Ce matin là, il  faisait bon. Ciel bleu, air froid et sec. Quelques mouvements très lents d’échauffement pour remuer la grande marmite de l’univers. Bouger sur son axe. Sentir la gravité qui tire le sacrum vers le bas comme un plomb de pêche. Sentir l’énergie qui arrive par vagues dans les bras et les pieds un peu éloignés. L’énergie et la chaleur. Sentir les arbres tout autour qui eux aussi bougent, plus imperceptiblement. Écouter les grincements dans les branches, les entre-chocs légers des plaques d’écorce.

J’ai eu envie de cette vie là, de sentir la sève monter, d’écouter le chant de la terre qui vient des racines, de percevoir le murmure des oiseaux et du vent. Je me suis rapprochée du bosquet, et j’ai regardé la demie douzaine de sages qui se tenaient là, silencieux. J’en ai choisi un, mais peut être est-ce lui qui m’a choisie. J’ai fait quelques pas dans sa direction, et je me suis arrêtée. Je rentrais dans sa zone d’intimité, ou bien il était dans la mienne, comment savoir. Nous avions tous les deux besoin d’un temps d’apprivoisement. Moi parce que j’avais le cœur qui battait la chamade, lui, je ne sais pas . Je me suis approchée tout doucement, tendrement, et j’ai délicatement posé mes mains sur lui. Posé, pas pressé avec force, juste posé. Comme j’aurais posé les mains sur les épaules d’un homme que j’aime. Des mains chaudes et habitées. J’ai incliné ma tête sur sa poitrine, pour écouter battre son cœur, et j’ai posé mes avant-bras tout contre lui.

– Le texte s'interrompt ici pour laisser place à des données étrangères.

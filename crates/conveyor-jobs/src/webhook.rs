//! Webhook pipeline: outbox dispatcher and retry processor.
//!
//! Notifications follow the outbox pattern. The event row is persisted
//! before the first send, every attempt is written back, and delivery state
//! is observable only through the rows. Nothing here ever blocks or fails
//! job completion.

use crate::error::JobResult;
use crate::metrics;
use chrono::{SecondsFormat, Utc};
use conveyor_config::WebhookConfig;
use conveyor_core::{Job, WebhookEvent, WebhookStatus};
use conveyor_repository::WebhookEventRepository;
use reqwest::header::CONTENT_TYPE;
use serde_json::{json, Value};
use std::sync::atomic::{AtomicBool, Ordering};
use std::sync::Arc;
use tokio::sync::broadcast;
use tokio::time::interval;
use tracing::{debug, error, info, warn};

/// Terminal job outcome being notified.
#[derive(Debug, Clone, Copy, PartialEq, Eq)]
pub enum JobOutcome {
    Completed,
    Failed,
}

impl JobOutcome {
    #[must_use]
    pub const fn as_str(&self) -> &'static str {
        match self {
            Self::Completed => "completed",
            Self::Failed => "failed",
        }
    }
}

/// Builds the wire payload for a terminal job notification.
///
/// The body is frozen into the event row at creation and re-sent verbatim
/// on every retry.
#[must_use]
pub fn notification_payload(job: &Job, outcome: JobOutcome) -> Value {
    let completed_at = job
        .completed_at
        .unwrap_or_else(Utc::now)
        .to_rfc3339_opts(SecondsFormat::Millis, true);

    json!({
        "jobId": job.id,
        "jobType": job.job_type,
        "status": outcome.as_str(),
        "result": job.result,
        "error": job.error,
        "completedAt": completed_at,
    })
}

/// Creates outbox rows and executes HTTP attempts.
pub struct WebhookDispatcher {
    events: Arc<dyn WebhookEventRepository>,
    client: reqwest::Client,
    config: WebhookConfig,
}

impl WebhookDispatcher {
    /// Builds the dispatcher with a pooled HTTP client bounded by the
    /// configured per-request timeout.
    pub fn new(
        events: Arc<dyn WebhookEventRepository>,
        config: WebhookConfig,
    ) -> JobResult<Self> {
        let client = reqwest::Client::builder()
            .timeout(config.timeout())
            .build()
            .map_err(|e| {
                crate::error::JobError::Configuration(format!(
                    "Failed to create HTTP client: {}",
                    e
                ))
            })?;

        Ok(Self {
            events,
            client,
            config,
        })
    }

    /// Writes the outbox row and runs the first attempt inline.
    ///
    /// Returns the created event. Jobs without a webhook URL produce no
    /// event.
    pub async fn dispatch(
        &self,
        job: &Job,
        outcome: JobOutcome,
    ) -> JobResult<Option<WebhookEvent>> {
        let Some(url) = &job.webhook_url else {
            return Ok(None);
        };

        let mut event = WebhookEvent::new(
            &job.id,
            &job.job_type,
            url,
            notification_payload(job, outcome),
            self.config.max_attempts,
        );
        self.events.insert(&event).await?;

        self.execute_attempt(&mut event).await?;
        Ok(Some(event))
    }

    /// Runs one HTTP attempt and writes the classified outcome back.
    ///
    /// The attempt counter is persisted before the send so a crash
    /// mid-request cannot repeat attempts beyond the budget.
    pub(crate) async fn execute_attempt(&self, event: &mut WebhookEvent) -> JobResult<()> {
        event.begin_attempt();
        self.events.update(event).await?;

        let response = self
            .client
            .post(&event.url)
            .header(CONTENT_TYPE, "application/json")
            .header("X-Webhook-Event", "job.status")
            .header("X-Job-Id", event.job_id.clone())
            .json(&event.payload)
            .send()
            .await;

        match response {
            Ok(resp) if resp.status().is_success() => {
                event.record_success(resp.status().as_u16());
                debug!(
                    event_id = %event.id,
                    job_id = %event.job_id,
                    status_code = resp.status().as_u16(),
                    "Webhook delivered"
                );
            }
            Ok(resp) => {
                let code = resp.status().as_u16();
                event.record_failure(Some(code), format!("HTTP {}", resp.status()));
                warn!(
                    event_id = %event.id,
                    job_id = %event.job_id,
                    status_code = code,
                    attempt = event.attempts,
                    "Webhook attempt failed"
                );
            }
            Err(e) if e.is_timeout() => {
                event.record_failure(None, "Request timeout");
                warn!(
                    event_id = %event.id,
                    job_id = %event.job_id,
                    attempt = event.attempts,
                    "Webhook attempt timed out"
                );
            }
            Err(e) => {
                event.record_failure(None, e.to_string());
                warn!(
                    event_id = %event.id,
                    job_id = %event.job_id,
                    attempt = event.attempts,
                    error = %e,
                    "Webhook transport error"
                );
            }
        }

        self.events.update(event).await?;
        metrics::record_webhook_attempt(event.status == WebhookStatus::Success);

        Ok(())
    }
}

impl std::fmt::Debug for WebhookDispatcher {
    fn fmt(&self, f: &mut std::fmt::Formatter<'_>) -> std::fmt::Result {
        f.debug_struct("WebhookDispatcher").finish_non_exhaustive()
    }
}

/// Background loop that drains the outbox.
pub struct WebhookRetryProcessor {
    events: Arc<dyn WebhookEventRepository>,
    dispatcher: Arc<WebhookDispatcher>,
    config: WebhookConfig,
    shutdown_tx: broadcast::Sender<()>,
    running: Arc<AtomicBool>,
}

impl WebhookRetryProcessor {
    pub fn new(
        events: Arc<dyn WebhookEventRepository>,
        dispatcher: Arc<WebhookDispatcher>,
        config: WebhookConfig,
    ) -> Self {
        let (shutdown_tx, _) = broadcast::channel(1);
        Self {
            events,
            dispatcher,
            config,
            shutdown_tx,
            running: Arc::new(AtomicBool::new(false)),
        }
    }

    /// Runs until stopped, re-sending owed notifications each tick.
    pub async fn run(&self) {
        if self.running.swap(true, Ordering::SeqCst) {
            warn!("Webhook retry processor already running");
            return;
        }

        info!(
            interval_ms = self.config.retry_interval_ms,
            batch_size = self.config.retry_batch_size,
            "Starting webhook retry processor"
        );

        let mut shutdown_rx = self.shutdown_tx.subscribe();
        let mut ticker = interval(self.config.retry_interval());

        loop {
            tokio::select! {
                _ = shutdown_rx.recv() => break,
                _ = ticker.tick() => {
                    if let Err(e) = self.tick().await {
                        error!(error = %e, "Webhook retry tick failed");
                    }
                }
            }
        }

        self.running.store(false, Ordering::SeqCst);
        info!("Webhook retry processor stopped");
    }

    /// Stops the loop after the in-flight tick.
    pub fn stop(&self) {
        let _ = self.shutdown_tx.send(());
    }

    async fn tick(&self) -> JobResult<()> {
        let batch = self
            .events
            .find_retryable(self.config.retry_batch_size)
            .await?;

        let now = Utc::now();

        for mut event in batch {
            // Exponential backoff gate per event.
            if let Some(next_at) = event.next_attempt_at(
                self.config.retry_base_delay_ms,
                self.config.retry_max_delay_ms,
            ) {
                if now < next_at {
                    continue;
                }
            }

            if let Err(e) = self.dispatcher.execute_attempt(&mut event).await {
                error!(event_id = %event.id, error = %e, "Webhook retry attempt errored");
            }
        }

        Ok(())
    }
}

J’ai perçu sa chaleur se mêler à la mienne et m’envelopper. Il m’a accueillie dans son monde et je me suis sentie pleinement en sécurité, à l’abri. J’ai ressenti son énergie qui pulsait à travers moi. Je la sentais descendre à toute vitesse de lui dans mes mains,  dans mes bras, les épaules, descendre en cascade le long de ma colonne vertébrale,  irriguer mes jambes et dissoudre mes pieds. Il m’a entraînée avec lui dans les tréfonds de la terre. J’ai senti racines et radicelles parcourir l’humus froid, se mêler à d’autres sources. C’était très froid et très léger, paisible et vivant. Et puis le flux s’est inversé, l’énergie a cessé de descendre, j’étais vraiment très bien enracinée, personne n’aurait pu m’arracher. Je me suis sentie happée vers les branches et la cime. J’ai parcouru en un instant toutes les branches, les moindres bourgeons de feuilles, j’ai ressenti les subtiles variations de chaleur des branches à l’ombre ou au soleil, je me suis sentie étirée en branches, branchettes, brindilles, filaments, feuilles, bourgeons, caressés par le vent frais et sec. Et je me suis élevée encore plus haut, toujours plus haut, comme si l’arbre montait jusqu’au ciel.

Et puis il s’est arrêté, il m’a laissé goûter cette drôle de sensation d’étirement et d’enracinement avec une grande paix intérieure. Et il a ajouté tout doucement au creux de mon oreille : « ta place est là, tout simplement entre ciel et terre, tu es reliée à tout. Toujours. Alors si tu veux t’élever, enracine-toi. » Et il s’est tu. Je le sentais présent, la leçon était finie, je n’avais plus envie de partir. J’ai pris mon temps pour faire bouger mes orteils, mes chevilles, mes genoux, mes jambes, mes doigts, mes mains, mes bras et mes épaules. Je me suis redressée au ralenti, millimètre par millimètre, j’ai senti mes vertèbres se dérouler une à une. Et tout doucement, j’ai décollé mes mains, mes doigts, ma pulpe de l’arbre, et, en silence, je l’ai remercié.